By Seeking Alpha
The problem with this kind of mentality is that it can quickly swing in the other direction at the slightest hint that the story may not be correct. This was the case Wednesday afternoon, following the release of the last FOMC meeting minutes that hinted at a Fed exit from QE. How can investors prepare their portfolio for this prospect?
Stay away from precious metals that have been rallying on the prospect of an infinite round of QE; and ETFs that invest in them like SPDR Gold Shares (GLD); iShares Silver Trust (SLV); Freeport McMoRan Copper and Gold (FCX); and Palladium (PAL), as discussed in a separate piece.

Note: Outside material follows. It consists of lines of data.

//! Error handling utilities for route handlers

use axum::{
    Json,
    extract::rejection::JsonRejection,
    http::StatusCode,
    response::{IntoResponse, Response},
};
use serde::Serialize;

/// JSON error body returned by every failing endpoint
#[derive(Debug, Serialize)]
#[serde(rename_all = "camelCase")]
pub struct ErrorBody {
    pub error: String,
    #[serde(skip_serializing_if = "Option::is_none")]
    pub details: Option<String>,
    #[serde(skip_serializing_if = "Option::is_none")]
    pub install_instructions: Option<String>,
}

/// A status code paired with its JSON body
#[derive(Debug)]
pub struct ApiError {
    pub status: StatusCode,
    pub body: ErrorBody,
}

impl ApiError {
    pub fn new(status: StatusCode, error: impl Into<String>) -> Self {
        Self {
            status,
            body: ErrorBody {
                error: error.into(),
                details: None,
                install_instructions: None,
            },
        }
    }

    pub fn bad_request(error: impl Into<String>) -> Self {
        Self::new(StatusCode::BAD_REQUEST, error)
    }

    pub fn not_found(error: impl Into<String>) -> Self {
        Self::new(StatusCode::NOT_FOUND, error)
    }

    pub fn internal(error: impl Into<String>) -> Self {
        Self::new(StatusCode::INTERNAL_SERVER_ERROR, error)
    }

    pub fn with_details(mut self, details: impl Into<String>) -> Self {
        self.body.details = Some(details.into());
        self
    }

    pub fn with_install_instructions(mut self, instructions: impl Into<String>) -> Self {
        self.body.install_instructions = Some(instructions.into());
        self
    }
}

impl IntoResponse for ApiError {
    fn into_response(self) -> Response {
        (self.status, Json(self.body)).into_response()
    }
}

impl From<JsonRejection> for ApiError {
    fn from(rejection: JsonRejection) -> Self {
        ApiError::bad_request("Invalid request body").with_details(rejection.body_text())
    }
}

/// Extension trait for logging errors and converting to ApiError
pub trait LogErr<T> {
    /// Log error with context and return a 500 carrying the error text
    fn log_500(self, context: &str) -> Result<T, ApiError>;

    /// Log error with context and return a custom status
    fn log_status(self, context: &str, status: StatusCode) -> Result<T, ApiError>;
}

impl<T, E: std::fmt::Display> LogErr<T> for Result<T, E> {
    fn log_500(self, context: &str) -> Result<T, ApiError> {
        self.log_status(context, StatusCode::INTERNAL_SERVER_ERROR)
    }

    fn log_status(self, context: &str, status: StatusCode) -> Result<T, ApiError> {
        self.map_err(|e| {
            tracing::error!("{}: {}", context, e);
            ApiError::new(status, context).with_details(e.to_string())
        })
    }
}
//! Process configuration, read once from the environment at start-up.

use std::path::PathBuf;
use std::time::Duration;

use crate::constants::{DEFAULT_DOWNLOADER_BIN, DEFAULT_DOWNLOAD_TIMEOUT_SECS};

const DEFAULT_DATASET: &str = "production";
const DEFAULT_API_VERSION: &str = "2024-01-01";
const DEFAULT_PUBLIC_DIR: &str = "public";
const DEFAULT_PORT: u16 = 3000;

#[derive(Debug)]
pub enum ConfigError {
    Missing(&'static str),
    Invalid { key: &'static str, value: String },
}

impl std::fmt::Display for ConfigError {
    fn fmt(&self, f: &mut std::fmt::Formatter<'_>) -> std::fmt::Result {
        match self {
            ConfigError::Missing(key) => write!(f, "{} must be set", key),
            ConfigError::Invalid { key, value } => {
                write!(f, "{} has an invalid value: {:?}", key, value)
            }
        }
    }
}

impl std::error::Error for ConfigError {}

/// Content store connection settings
#[derive(Debug, Clone)]
pub struct SanityConfig {
    pub project_id: String,
    pub dataset: String,
    pub api_version: String,
    pub token: Option<String>,
    pub use_cdn: bool,
    /// Overrides `https://<project>.api.sanity.io` (tests, proxies)
    pub api_host: Option<String>,
}

/// Media downloader settings
#[derive(Debug, Clone)]
pub struct DownloaderConfig {
    /// Executable, resolved through PATH
    pub program: String,
    /// Arguments placed before the downloader's own (wrapper commands)
    pub leading_args: Vec<String>,
    pub public_dir: PathBuf,
    pub timeout: Duration,
}

#[derive(Debug, Clone)]
pub struct Config {
    pub sanity: SanityConfig,
    pub downloader: DownloaderConfig,
    pub port: u16,
}

impl Config {
    pub fn from_env() -> Result<Self, ConfigError> {
        Self::from_lookup(|key| std::env::var(key).ok())
    }

    /// Build from an arbitrary key lookup. Empty values count as unset.
    pub fn from_lookup<F>(lookup: F) -> Result<Self, ConfigError>
    where
        F: Fn(&str) -> Option<String>,
    {
        let get = |key: &str| lookup(key).filter(|v| !v.trim().is_empty());
        // The Next.js front-end used NEXT_PUBLIC_ prefixed names for the same values
        let get_sanity = |key: &'static str, legacy: &'static str| get(key).or_else(|| get(legacy));

        let project_id = get_sanity("SANITY_PROJECT_ID", "NEXT_PUBLIC_SANITY_PROJECT_ID")
            .ok_or(ConfigError::Missing("SANITY_PROJECT_ID"))?;
        let dataset = get_sanity("SANITY_DATASET", "NEXT_PUBLIC_SANITY_DATASET")
            .unwrap_or_else(|| DEFAULT_DATASET.to_string());
        let api_version = get_sanity("SANITY_API_VERSION", "NEXT_PUBLIC_SANITY_API_VERSION")
            .unwrap_or_else(|| DEFAULT_API_VERSION.to_string());

        let use_cdn = match get("SANITY_USE_CDN") {
            Some(v) => parse_bool(&v).ok_or(ConfigError::Invalid {
                key: "SANITY_USE_CDN",
                value: v,
            })?,
            None => false,
        };

        let timeout_secs = match get("DOWNLOAD_TIMEOUT_SECS") {
            Some(v) => v
                .parse::<u64>()
                .ok()
                .filter(|secs| *secs > 0)
                .ok_or(ConfigError::Invalid {
                    key: "DOWNLOAD_TIMEOUT_SECS",
                    value: v,
                })?,
            None => DEFAULT_DOWNLOAD_TIMEOUT_SECS,
        };

        let port = match get("PORT") {
            Some(v) => v.parse().map_err(|_| ConfigError::Invalid { key: "PORT", value: v })?,
            None => DEFAULT_PORT,
        };

        // TWMD_BIN may be a wrapper command line, e.g. `docker run --rm img twmd`
        let mut command = get("TWMD_BIN")
            .map(|v| v.split_whitespace().map(str::to_string).collect::<Vec<_>>())
            .unwrap_or_default();
        let program = if command.is_empty() {
            DEFAULT_DOWNLOADER_BIN.to_string()
        } else {
            command.remove(0)
        };

        Ok(Self {
            sanity: SanityConfig {
                project_id,
                dataset,
                api_version,
                token: get("SANITY_API_TOKEN"),
                use_cdn,
                api_host: get("SANITY_API_HOST"),
            },
            downloader: DownloaderConfig {
                program,
                leading_args: command,
                public_dir: PathBuf::from(
                    get("PUBLIC_DIR").unwrap_or_else(|| DEFAULT_PUBLIC_DIR.to_string()),
                ),
                timeout: Duration::from_secs(timeout_secs),
            },
            port,
        })
    }
}

fn parse_bool(value: &str) -> Option<bool> {
    match value.trim().to_ascii_lowercase().as_str() {
        "1" | "true" | "yes" | "on" => Some(true),
        "0" | "false" | "no" | "off" => Some(false),
        _ => None,
    }
}
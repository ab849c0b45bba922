mod config;
mod constants;
mod domain;
mod routes;
mod services;

use anyhow::Context;
use std::sync::Arc;
use tower_http::trace::TraceLayer;
use tracing::info;
use tracing_subscriber::EnvFilter;

use config::Config;
use services::image_url::ImageUrlBuilder;
use services::media_downloader::MediaDownloader;
use services::sanity::{ContentStore, SanityClient};

pub struct AppState {
    pub store: Arc<dyn ContentStore>,
    pub downloader: MediaDownloader,
    pub images: ImageUrlBuilder,
}

#[tokio::main]
async fn main() -> anyhow::Result<()> {
    // A missing .env is fine; real deployments set the environment directly
    dotenvy::dotenv().ok();

    tracing_subscriber::fmt()
        .with_env_filter(
            EnvFilter::try_from_default_env()
                .unwrap_or_else(|_| EnvFilter::new("hothub_api=info,tower_http=info")),
        )
        .init();

    let config = Config::from_env().context("Invalid configuration")?;

    let images = ImageUrlBuilder::new(&config.sanity.project_id, &config.sanity.dataset);
    let store: Arc<dyn ContentStore> = Arc::new(SanityClient::new(config.sanity.clone()));
    let downloader = MediaDownloader::new(config.downloader.clone());

    let downloads_root = downloader.downloads_root();
    tokio::fs::create_dir_all(&downloads_root)
        .await
        .with_context(|| format!("Failed to create {}", downloads_root.display()))?;

    info!(
        "[config] Sanity project {} dataset {}, downloader `{}` (timeout {:?})",
        config.sanity.project_id,
        config.sanity.dataset,
        config.downloader.program,
        config.downloader.timeout
    );

    let state = Arc::new(AppState {
        store,
        downloader,
        images,
    });

    let app = routes::build_routes(downloads_root)
        .layer(TraceLayer::new_for_http())
        .with_state(state);

    let addr = format!("0.0.0.0:{}", config.port);
    let listener = tokio::net::TcpListener::bind(&addr)
        .await
        .with_context(|| format!("Failed to bind to {}", addr))?;

    info!("Listening on http://{}", addr);
    axum::serve(listener, app).await.context("Server failed")?;

    Ok(())
}
//! The failure capability and cause chain traversal
//!
//! A failure is anything that can point at the failure it wraps. Trait
//! objects of `std::error::Error` get this through `source()`; callers
//! with their own error representation implement [`Failure`] directly.

use std::error::Error as StdError;
use std::iter::FusedIterator;

/// A `'static` error trait object, the element type of std error chains
pub type DynError = dyn StdError + 'static;

/// A value that may wrap another failure of the same type
///
/// # Example
///
/// ```rust
/// use cause_chain::Failure;
///
/// enum Fault {
///     Timeout,
///     Wrapped(&'static str, Box<Fault>),
/// }
///
/// impl Failure for Fault {
///     fn caused_by(&self) -> Option<&Self> {
///         match self {
///             Fault::Timeout => None,
///             Fault::Wrapped(_, inner) => Some(&**inner),
///         }
///     }
/// }
///
/// let fault = Fault::Wrapped("rpc", Box::new(Fault::Timeout));
/// assert_eq!(fault.chain().count(), 2);
/// ```
pub trait Failure {
    /// The failure this one wraps, if any
    fn caused_by(&self) -> Option<&Self>;

    /// Iterate this failure followed by each of its causes
    fn chain(&self) -> Chain<'_, Self> {
        Chain::new(self)
    }
}

impl Failure for DynError {
    fn caused_by(&self) -> Option<&Self> {
        self.source()
    }
}

/// Borrowing iterator over a cause chain, head first
///
/// The iterator never looks past the element it is about to yield, so a
/// cyclic chain yields forever. Bound it with `take` when the chain is not
/// trusted.
#[derive(Debug)]
pub struct Chain<'a, F: ?Sized> {
    next: Option<&'a F>,
}

impl<'a, F: ?Sized> Chain<'a, F> {
    /// Start a chain at `head`
    pub fn new(head: &'a F) -> Self {
        Self { next: Some(head) }
    }
}

impl<F: ?Sized> Clone for Chain<'_, F> {
    fn clone(&self) -> Self {
        Self { next: self.next }
    }
}

impl<'a, F: Failure + ?Sized> Iterator for Chain<'a, F> {
    type Item = &'a F;

    fn next(&mut self) -> Option<Self::Item> {
        let current = self.next?;
        self.next = current.caused_by();
        Some(current)
    }
}

impl<F: Failure + ?Sized> FusedIterator for Chain<'_, F> {}
//! Error chain inspection
//!
//! Helpers for walking `std::error::Error` chains via `source()`.

use crate::failure::{Chain, DynError, Failure};
use std::error::Error as StdError;

/// Iterate an error followed by each of its sources
pub fn chain(error: &DynError) -> Chain<'_, DynError> {
    error.chain()
}

/// Format an error chain as a multi-line string
///
/// The head is printed as `Error: ...`, each source on its own line as
/// `Caused by: ...`, indented two spaces per level.
///
/// # Example
///
/// ```rust
/// use cause_chain::error::{format_error_chain, ErrorContext};
///
/// let err = Err::<(), _>(std::fmt::Error)
///     .context("Failed to render report")
///     .unwrap_err();
///
/// assert_eq!(
///     format_error_chain(&*err),
///     "Error: Failed to render report\n  Caused by: an error occurred when formatting an argument"
/// );
/// ```
pub fn format_error_chain(error: &DynError) -> String {
    let mut result = format!("Error: {}", error);

    for (level, source) in chain(error).enumerate().skip(1) {
        result.push_str(&format!(
            "\n{:indent$}Caused by: {}",
            "",
            source,
            indent = level * 2
        ));
    }

    result
}

/// Get the last error in the chain, ignoring any marker
pub fn root_cause(error: &DynError) -> &DynError {
    chain(error).last().unwrap_or(error)
}

/// Count the errors in a chain (minimum 1)
pub fn error_chain_length(error: &DynError) -> usize {
    chain(error).count()
}

/// Find the first error in the chain, starting at `error`, of type `T`
pub fn find_cause<T: StdError + 'static>(error: &DynError) -> Option<&T> {
    chain(error).find_map(|e| e.downcast_ref::<T>())
}

#[cfg(test)]
mod tests {
    use super::*;
    use crate::error::{BoxError, ContextError, ErrorContext};
    use crate::ChainError;
    use std::io;

    fn inner_operation() -> Result<(), io::Error> {
        Err(io::Error::new(io::ErrorKind::NotFound, "File not found"))
    }

    fn middle_operation() -> Result<(), BoxError> {
        inner_operation().context("Failed to read configuration")
    }

    fn outer_operation() -> Result<(), BoxError> {
        middle_operation().map_err(|e| {
            ContextError::new("Application initialization failed", e).into()
        })
    }

    #[test]
    fn test_format_error_chain() {
        let error = outer_operation().unwrap_err();
        let formatted = format_error_chain(&*error);

        assert_eq!(
            formatted,
            "Error: Application initialization failed\n  \
             Caused by: Failed to read configuration\n    \
             Caused by: File not found"
        );
    }

    #[test]
    fn test_root_cause() {
        let error = outer_operation().unwrap_err();
        assert_eq!(root_cause(&*error).to_string(), "File not found");
    }

    #[test]
    fn test_error_chain_length() {
        let error = outer_operation().unwrap_err();
        assert_eq!(error_chain_length(&*error), 3);
    }

    #[test]
    fn test_find_cause() {
        let error = outer_operation().unwrap_err();

        let io_err = find_cause::<io::Error>(&*error).unwrap();
        assert_eq!(io_err.kind(), io::ErrorKind::NotFound);
        assert!(find_cause::<ChainError>(&*error).is_none());
    }

    #[test]
    fn test_find_cause_includes_head() {
        let error = ChainError::MalformedChain { max_depth: 4 };
        let found = find_cause::<ChainError>(&error).unwrap();
        assert_eq!(found, &error);
    }

    #[test]
    fn test_single_error_chain() {
        let error = ChainError::Config("single error".to_string());

        assert_eq!(
            format_error_chain(&error),
            "Error: Configuration error: single error"
        );
        assert_eq!(error_chain_length(&error), 1);
        assert_eq!(
            root_cause(&error).to_string(),
            "Configuration error: single error"
        );
    }
}
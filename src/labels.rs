//! Class index to label mapping

use serde::{Deserialize, Serialize};

/// AG News categories, in the order the classifier head was trained on.
pub const AG_NEWS_LABELS: [&str; 4] = ["World", "Sports", "Business", "Sci/Tech"];

/// Ordered list of class labels
///
/// Index `i` of the classifier's logits maps to `labels[i]`.
#[derive(Debug, Clone, PartialEq, Eq, Serialize, Deserialize)]
#[serde(transparent)]
pub struct LabelMap(Vec<String>);

impl LabelMap {
    pub fn new<I, S>(labels: I) -> Self
    where
        I: IntoIterator<Item = S>,
        S: Into<String>,
    {
        Self(labels.into_iter().map(Into::into).collect())
    }

    /// Label for a class index, `None` when out of range
    pub fn get(&self, index: usize) -> Option<&str> {
        self.0.get(index).map(String::as_str)
    }

    pub fn len(&self) -> usize {
        self.0.len()
    }

    pub fn is_empty(&self) -> bool {
        self.0.is_empty()
    }

    pub fn iter(&self) -> impl Iterator<Item = &str> {
        self.0.iter().map(String::as_str)
    }
}

impl Default for LabelMap {
    fn default() -> Self {
        Self::new(AG_NEWS_LABELS)
    }
}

Stay Away from momentum stocks. Momentum investing is a strategy based on hype about an investment theme, a new product or a new industry that captures and captivates the investor mind-- at times when money is cheap. In the late 1990s, the theme was telecommunications and networking, with momentum funds flowing into companies like Ciena Corp .(CIEN), JDS Uniphase Corp. (JDSU), Corning, Inc. and Ariba Inc. (ARBA). Now the theme is social media and web-based companies, like Netflix, Inc. (NFLX), Open Table Inc. (OPEN), and LinkedIn Corp. (LNKD). Momentum investing can be very rewarding as long as it lasts. But it can result in hefty losses once it fades away, usually when liquidity dries up.